And from a framework of complexity that makes just a lot of sense. So a gifted person looking at themselves from that perspective sort of feels, potentially feels legitimized that it's okay to experience these conflicts. And if you think about Dąbrowski's theory, positive disintegration, then the conflicts that you might experience when you both differentiate and integrate, or you have the need to differentiate and integrate, also makes sense and are also backed up, so to speak, by your development, by your emotional development. So, for example, somebody exercising autopsychotherapy is capable of dealing with more complexity in their life, in the form of intense emotions that you feel when you go for a new challenge and you want to explore something and you know it's scary and you feel these emotions and you have learned how to cope with these emotions. 

Very important if you're a gifted person and you feel generally attracted to complexity, because you will probably feel also some developmental instability and some intense emotions that come along with doing something that's new for you, then the autopsychotherapy is very important to be able to, to recognize what kind of emotions you experience and what need is expressed by these emotions, and also what you can do for yourself to regulate them in a self-compassionate and also empathetic manner towards other people. So then that makes a lot of sense. Like, okay, I'm a gifted person. I naturally feel attracted to increasing complexity in my life. If I want to do that, I naturally also will feel the challenge to be a good auto therapist for myself, because otherwise, I will suffer the giftedness more than I will enjoy it, and I won't be able. Maybe even more important, I won't be able to both be authentic and be of true value for other people.

Chris: You really have me thinking right now about the problem that gifted people face when they don't realize that they're gifted and that this is what is at the root of their individual difference compared to other people in their lives. You're making me think of people who come to me who have just made this discovery about themselves in adulthood, and now everything is making sense to them, and they have a sense of regret or grief around the fact that they tried to be normal for so long. And this resonates with me too, even though I knew I was gifted growing up, I spent so many years of my life trying to fit in and be normal until I gave myself permission to stop doing that and embrace who I really was and be authentic and be myself.
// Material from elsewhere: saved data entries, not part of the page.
use pg_autojoin::catalog::{Catalog, SchemaRow};
use pg_autojoin::join::{add_missing_joins, JoinBehavior, JoinError, JoinPlan};
use sqlparser::ast::Statement;
use sqlparser::dialect::PostgreSqlDialect;
use sqlparser::parser::Parser;

fn row(table: &str, column: &str, ref_table: &str, ref_column: &str, constraint: &str) -> SchemaRow {
    SchemaRow {
        table: table.to_string(),
        column: column.to_string(),
        ref_table: ref_table.to_string(),
        ref_column: ref_column.to_string(),
        constraint: constraint.to_string(),
    }
}

/// users(id, email), avatars(id, user_id -> users.id, image_url),
/// posts(id, user_id -> users.id, body), lonely(code) with no keys.
fn fixture_catalog() -> Catalog {
    Catalog::from_rows(vec![
        row("users", "id", "", "", ""),
        row("users", "email", "", "", ""),
        row("avatars", "id", "", "", ""),
        row("avatars", "user_id", "users", "id", "avatars_user_id_fkey"),
        row("avatars", "image_url", "", "", ""),
        row("posts", "id", "", "", ""),
        row("posts", "user_id", "users", "id", "posts_user_id_fkey"),
        row("posts", "body", "", "", ""),
        row("lonely", "code", "", "", ""),
    ])
}

fn rewrite_with(
    sql: &str,
    catalog: &Catalog,
    behavior: JoinBehavior,
) -> Result<(String, JoinPlan), JoinError> {
    let mut stmts: Vec<Statement> = Parser::parse_sql(&PostgreSqlDialect {}, sql).unwrap();
    let plan = add_missing_joins(&mut stmts, catalog, behavior)?;
    let deparsed = stmts
        .iter()
        .map(ToString::to_string)
        .collect::<Vec<_>>()
        .join("; ");
    Ok((deparsed, plan))
}

fn rewrite(sql: &str) -> (String, JoinPlan) {
    rewrite_with(sql, &fixture_catalog(), JoinBehavior::Inner).unwrap()
}

#[test]
fn adds_a_single_join() {
    let (sql, plan) = rewrite("SELECT email, image_url FROM users");
    assert_eq!(
        sql,
        "SELECT email, image_url FROM users INNER JOIN avatars ON avatars.user_id = users.id"
    );
    assert_eq!(
        plan.missing_columns_to_joined_tables.get("image_url"),
        Some(&"avatars".to_string())
    );
    assert!(!plan.missing_columns_to_joined_tables.contains_key("email"));
}

#[test]
fn traverses_reverse_edges() {
    let (sql, _) = rewrite("SELECT email FROM avatars");
    assert_eq!(
        sql,
        "SELECT email FROM avatars INNER JOIN users ON avatars.user_id = users.id"
    );
}

#[test]
fn join_conditions_use_the_query_alias() {
    let (sql, _) = rewrite("SELECT u.email, image_url FROM users AS u");
    assert_eq!(
        sql,
        "SELECT u.email, image_url FROM users AS u INNER JOIN avatars ON avatars.user_id = u.id"
    );
}

#[test]
fn reuses_tables_joined_for_earlier_columns() {
    let (sql, plan) = rewrite("SELECT body, image_url FROM users");
    assert_eq!(
        sql,
        "SELECT body, image_url FROM users \
         INNER JOIN posts ON posts.user_id = users.id \
         INNER JOIN avatars ON avatars.user_id = users.id"
    );
    assert_eq!(
        plan.missing_columns_to_joined_tables.get("body"),
        Some(&"posts".to_string())
    );
    assert_eq!(
        plan.missing_columns_to_joined_tables.get("image_url"),
        Some(&"avatars".to_string())
    );
}

#[test]
fn idempotent_on_already_joined_queries() {
    let input = "SELECT email, image_url FROM users JOIN avatars ON users.id = avatars.user_id";
    let (sql, plan) = rewrite(input);
    assert_eq!(sql, input);
    assert!(plan.missing_columns_to_joined_tables.is_empty());
}

#[test]
fn left_join_behavior() {
    let (sql, _) = rewrite_with(
        "SELECT email, image_url FROM users",
        &fixture_catalog(),
        JoinBehavior::Left,
    )
    .unwrap();
    assert_eq!(
        sql,
        "SELECT email, image_url FROM users LEFT JOIN avatars ON avatars.user_id = users.id"
    );
}

#[test]
fn qualified_column_names_a_table_to_join() {
    let (sql, _) = rewrite("SELECT posts.body FROM users");
    assert_eq!(
        sql,
        "SELECT posts.body FROM users INNER JOIN posts ON posts.user_id = users.id"
    );
}

#[test]
fn table_wildcard_joins_that_table() {
    let (sql, _) = rewrite("SELECT avatars.* FROM users");
    assert_eq!(
        sql,
        "SELECT avatars.* FROM users INNER JOIN avatars ON avatars.user_id = users.id"
    );
}

#[test]
fn bare_star_adds_nothing() {
    let (sql, plan) = rewrite("SELECT * FROM users");
    assert_eq!(sql, "SELECT * FROM users");
    assert!(plan.missing_columns_to_joined_tables.is_empty());
}

#[test]
fn unknown_column_is_an_error() {
    let err = rewrite_with(
        "SELECT mystery FROM users",
        &fixture_catalog(),
        JoinBehavior::Inner,
    )
    .unwrap_err();
    assert!(matches!(err, JoinError::UnknownColumn(name) if name == "mystery"));
}

#[test]
fn unreachable_table_is_skipped_not_an_error() {
    let (sql, plan) = rewrite("SELECT code FROM users");
    assert_eq!(sql, "SELECT code FROM users");
    assert!(plan.missing_columns_to_joined_tables.is_empty());
    let candidates = plan.missing_columns_to_possible_tables.get("code").unwrap();
    assert!(candidates.contains("lonely"));
}

#[test]
fn multi_column_foreign_keys_and_all_pairs() {
    let catalog = Catalog::from_rows(vec![
        row("orders", "region", "", "", ""),
        row("orders", "number", "", "", ""),
        row("orders", "total", "", "", ""),
        row("items", "region", "orders", "region", "items_order_fkey"),
        row("items", "number", "orders", "number", "items_order_fkey"),
        row("items", "sku", "", "", ""),
    ]);
    let (sql, _) =
        rewrite_with("SELECT sku FROM orders", &catalog, JoinBehavior::Inner).unwrap();
    assert_eq!(
        sql,
        "SELECT sku FROM orders INNER JOIN items \
         ON items.region = orders.region AND items.number = orders.number"
    );
}

#[test]
fn equal_length_paths_resolve_deterministically() {
    let catalog = Catalog::from_rows(vec![
        row("a", "id", "", "", ""),
        row("a", "x", "", "", ""),
        row("b", "id", "", "", ""),
        row("b", "x", "", "", ""),
        row("root", "a_id", "a", "id", "root_a_fkey"),
        row("root", "b_id", "b", "id", "root_b_fkey"),
    ]);
    for _ in 0..8 {
        let (sql, _) =
            rewrite_with("SELECT x FROM root", &catalog, JoinBehavior::Inner).unwrap();
        assert_eq!(sql, "SELECT x FROM root INNER JOIN a ON root.a_id = a.id");
    }
}

#[test]
fn ties_prefer_paths_from_original_tables() {
    // aaa sorts before the original table zz, so the path through aaa is
    // found first; the tie-break must still pick the one rooted at zz.
    let catalog = Catalog::from_rows(vec![
        row("zz", "id", "", "", ""),
        row("aaa", "id", "", "", ""),
        row("aaa", "zz_id", "zz", "id", "aaa_zz_fkey"),
        row("aaa", "a_extra", "", "", ""),
        row("mid", "id", "", "", ""),
        row("mid", "aaa_id", "aaa", "id", "mid_aaa_fkey"),
        row("mid", "zz_id", "zz", "id", "mid_zz_fkey"),
        row("mid", "b_extra", "", "", ""),
    ]);
    let (sql, _) = rewrite_with(
        "SELECT a_extra, b_extra FROM zz",
        &catalog,
        JoinBehavior::Inner,
    )
    .unwrap();
    assert_eq!(
        sql,
        "SELECT a_extra, b_extra FROM zz \
         INNER JOIN aaa ON aaa.zz_id = zz.id \
         INNER JOIN mid ON mid.zz_id = zz.id"
    );
}

#[test]
fn rewrites_every_statement_but_keeps_the_first_plan() {
    let (sql, plan) = rewrite("SELECT image_url FROM users; SELECT body FROM users");
    assert_eq!(
        sql,
        "SELECT image_url FROM users INNER JOIN avatars ON avatars.user_id = users.id; \
         SELECT body FROM users INNER JOIN posts ON posts.user_id = users.id"
    );
    assert_eq!(
        plan.missing_columns_to_joined_tables.get("image_url"),
        Some(&"avatars".to_string())
    );
    assert!(!plan.missing_columns_to_joined_tables.contains_key("body"));
}

#[test]
fn non_select_statements_pass_through() {
    let (sql, plan) = rewrite("INSERT INTO users (id) VALUES (1)");
    assert_eq!(sql, "INSERT INTO users (id) VALUES (1)");
    assert!(plan.missing_columns_to_joined_tables.is_empty());
}

#[test]
fn deterministic_output_across_runs() {
    let mut outputs = Vec::new();
    for _ in 0..8 {
        let (sql, _) = rewrite("SELECT body, image_url, email FROM users");
        outputs.push(sql);
    }
    outputs.dedup();
    assert_eq!(outputs.len(), 1);
}
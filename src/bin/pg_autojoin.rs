use std::env;

use clap::{Parser as ClapParser, ValueEnum};
use pg_autojoin::{add_missing_joins, catalog, JoinBehavior};
use sqlparser::dialect::PostgreSqlDialect;
use sqlparser::parser::Parser;
use tokio_postgres::SimpleQueryMessage;
use tracing_subscriber::EnvFilter;

#[derive(ClapParser)]
struct Args {
    /// Query to rewrite.
    query: String,
    /// Join type used for added joins.
    #[arg(long = "jointype", value_enum, default_value = "inner")]
    join_type: JoinType,
    /// Print the rewritten query without executing it.
    #[arg(long)]
    noexec: bool,
    /// Enable verbose output.
    #[arg(long, short)]
    verbose: bool,
}

#[derive(Copy, Clone, ValueEnum)]
enum JoinType {
    Inner,
    Left,
}

impl From<JoinType> for JoinBehavior {
    fn from(value: JoinType) -> Self {
        match value {
            JoinType::Inner => JoinBehavior::Inner,
            JoinType::Left => JoinBehavior::Left,
        }
    }
}

/// Rewrite one query against the schema of `DATABASE_URL`, print both
/// versions, and tabulate the rewritten query's results.
#[tokio::main]
async fn main() -> Result<(), Box<dyn std::error::Error>> {
    let args = Args::parse();
    init_tracing(args.verbose);

    let dburl =
        env::var("DATABASE_URL").map_err(|_| "DATABASE_URL env variable is required")?;

    let client = catalog::connect(&dburl).await?;
    let catalog = catalog::fetch_catalog(&client).await?;

    let mut stmts = Parser::parse_sql(&PostgreSqlDialect {}, &args.query)?;
    add_missing_joins(&mut stmts, &catalog, args.join_type.into())?;
    let new_query = stmts
        .iter()
        .map(ToString::to_string)
        .collect::<Vec<_>>()
        .join("; ");

    println!("Old query:\n\t{}", args.query);
    println!("New query:\n\t{new_query}");

    if args.noexec {
        return Ok(());
    }

    let mut headers: Vec<String> = Vec::new();
    let mut rows: Vec<Vec<String>> = Vec::new();
    for message in client.simple_query(&new_query).await? {
        if let SimpleQueryMessage::Row(row) = message {
            if headers.is_empty() {
                headers = row.columns().iter().map(|c| c.name().to_string()).collect();
            }
            rows.push(
                (0..row.len())
                    .map(|idx| row.get(idx).unwrap_or_default().to_string())
                    .collect(),
            );
        }
    }

    println!();
    if !headers.is_empty() {
        let mut widths: Vec<usize> = headers.iter().map(String::len).collect();
        for row in &rows {
            for (idx, cell) in row.iter().enumerate() {
                if cell.len() > widths[idx] {
                    widths[idx] = cell.len();
                }
            }
        }
        let underline: Vec<String> = headers.iter().map(|h| "-".repeat(h.len())).collect();
        print_row(&headers, &widths);
        print_row(&underline, &widths);
        for row in &rows {
            print_row(row, &widths);
        }
        println!();
    }
    println!("Query returned {} rows", rows.len());
    Ok(())
}

fn print_row(cells: &[String], widths: &[usize]) {
    let line = cells
        .iter()
        .zip(widths)
        .map(|(cell, &width)| format!("{cell:<width$}"))
        .collect::<Vec<_>>()
        .join(" ");
    println!("{}", line.trim_end());
}

fn init_tracing(verbose: bool) {
    let default = if verbose { "debug" } else { "info" };
    tracing_subscriber::fmt()
        .with_env_filter(
            EnvFilter::try_from_default_env().unwrap_or_else(|_| EnvFilter::new(default)),
        )
        .init();
}
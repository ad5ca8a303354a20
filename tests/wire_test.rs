use pg_autojoin::wire::{
    self, Frame, StartupMessage, MSG_PARSE, MSG_QUERY, MSG_ROW_DESCRIPTION, VERSION_SSL,
    VERSION_V3,
};
use tokio::io::AsyncWriteExt;

#[tokio::test]
async fn frame_roundtrip() {
    let (mut a, mut b) = tokio::io::duplex(1024);
    let frame = Frame::new(b'C', b"SELECT 1\0".to_vec());
    frame.write(&mut a).await.unwrap();
    let read = Frame::read(&mut b).await.unwrap().unwrap();
    assert_eq!(read, frame);
}

#[tokio::test]
async fn clean_eof_reads_as_none() {
    let (a, mut b) = tokio::io::duplex(1024);
    drop(a);
    assert_eq!(Frame::read(&mut b).await.unwrap(), None);
}

#[tokio::test]
async fn startup_request_decodes_params() {
    let (mut a, mut b) = tokio::io::duplex(1024);
    let raw = b"user\0tester\0database\0testdb\0\0";
    a.write_all(&wire::encode_startup(VERSION_V3, raw))
        .await
        .unwrap();
    match wire::read_startup(&mut b).await.unwrap() {
        StartupMessage::Startup { params, raw: got } => {
            assert_eq!(params.get("user").map(String::as_str), Some("tester"));
            assert_eq!(params.get("database").map(String::as_str), Some("testdb"));
            assert_eq!(got, raw.to_vec());
        }
        other => panic!("unexpected startup message: {other:?}"),
    }
}

#[tokio::test]
async fn ssl_request_decodes() {
    let (mut a, mut b) = tokio::io::duplex(64);
    a.write_all(&wire::encode_startup(VERSION_SSL, &[]))
        .await
        .unwrap();
    assert!(matches!(
        wire::read_startup(&mut b).await.unwrap(),
        StartupMessage::SslRequest
    ));
}

#[test]
fn query_frame_roundtrip() {
    let frame = wire::query_frame("SELECT email FROM users");
    assert_eq!(frame.msg_type, MSG_QUERY);
    assert_eq!(wire::query_text(&frame).unwrap(), "SELECT email FROM users");
}

#[test]
fn parse_message_rewrite_keeps_the_tail() {
    let mut payload = Vec::new();
    payload.extend_from_slice(b"stmt\0");
    payload.extend_from_slice(b"SELECT 1\0");
    // One parameter with type oid 23.
    payload.extend_from_slice(&1i16.to_be_bytes());
    payload.extend_from_slice(&23i32.to_be_bytes());
    let frame = Frame::new(MSG_PARSE, payload);

    let parsed = wire::decode_parse(&frame).unwrap();
    assert_eq!(parsed.name, "stmt");
    assert_eq!(parsed.sql, "SELECT 1");

    let rewritten = parsed.with_sql("SELECT 2");
    let reparsed = wire::decode_parse(&rewritten).unwrap();
    assert_eq!(reparsed.name, "stmt");
    assert_eq!(reparsed.sql, "SELECT 2");
    let mut tail = Vec::new();
    tail.extend_from_slice(&1i16.to_be_bytes());
    tail.extend_from_slice(&23i32.to_be_bytes());
    assert!(rewritten.payload.ends_with(&tail));
}

#[test]
fn row_description_rename_preserves_field_tails() {
    let mut payload = Vec::new();
    payload.extend_from_slice(&2i16.to_be_bytes());
    for (name, oid) in [("email", 1i32), ("image_url", 2i32)] {
        payload.extend_from_slice(name.as_bytes());
        payload.push(0);
        payload.extend_from_slice(&oid.to_be_bytes()); // table oid
        payload.extend_from_slice(&1i16.to_be_bytes()); // attnum
        payload.extend_from_slice(&25i32.to_be_bytes()); // type oid
        payload.extend_from_slice(&(-1i16).to_be_bytes()); // type len
        payload.extend_from_slice(&(-1i32).to_be_bytes()); // type mod
        payload.extend_from_slice(&0i16.to_be_bytes()); // format
    }
    let frame = Frame::new(MSG_ROW_DESCRIPTION, payload);

    let mut desc = wire::decode_row_description(&frame).unwrap();
    assert_eq!(desc.field_names().collect::<Vec<_>>(), vec!["email", "image_url"]);

    desc.rename_fields(|name| {
        (name == "image_url").then(|| format!("avatars_{name}"))
    });
    let rewritten = desc.into_frame();

    let reread = wire::decode_row_description(&rewritten).unwrap();
    assert_eq!(
        reread.field_names().collect::<Vec<_>>(),
        vec!["email", "avatars_image_url"]
    );
    // The fixed-size field data must ride along unchanged.
    assert!(rewritten.payload.ends_with(&[
        0, 0, 0, 2, // table oid
        0, 1, // attnum
        0, 0, 0, 25, // type oid
        255, 255, // type len
        255, 255, 255, 255, // type mod
        0, 0, // format
    ]));
}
And that's when I think autopsychotherapy really was able to work for me because I stopped trying to do what might make me normal, because I was never going to be normal.

There was no way to make that happen. It was a goal that couldn't even be reached. And so this is a problem, I think, for gifted people who, whether they know it or not, it's uncomfortable and difficult to be an outlier because it makes you feel like there's something wrong with you. 

Emma: Or even on the flip side of that, where you do know that you're gifted and you just think to yourself, why can't I adult properly? If I'm so smart, why can't I make myself fit? Why can't I cope like everybody else is? So whether you know it or not, it's that not fitting, that not being able to stick a square peg into a round hole kind of thing.

Lotte: Yeah. And I think that there's also something very interesting about actually inviting a gifted person to be more complex than they're already used to. And also an invitation that has a lot to do with understanding how life works. I'm not sure of course how life works, but you try to understand it, and the complexity is just an interesting perspective to do so, to say, yes, of course you're trying to fit in because you have an attachment need and you have a need to be authentic. It's not either or and that's where the multilevel development really can start to kick in, that there are so many levels to understand this process. And also that the complexity is something that you can try to reduce for a certain period in your life, but you will always suffer.

You will always suffer because you are this complex person. So for me, it's always, when you start to see for example, the grief that Chris was referring to, I think that's such a strong reflection of the human potential to process and integrate complex experiences. I appreciate such grief immensely. Even though my response in one-on-one interaction is subtle. I appreciate it intensely because actually, when you start to grieve about it, you become more open again to new complexity in your life, and also the complexity of your own giftedness, which Chris was also referring to. For example, being complex because your thought process are deep, the breath is more than other people, the speed is impressive. All these things that also have an impact on how you experience the complexity of life.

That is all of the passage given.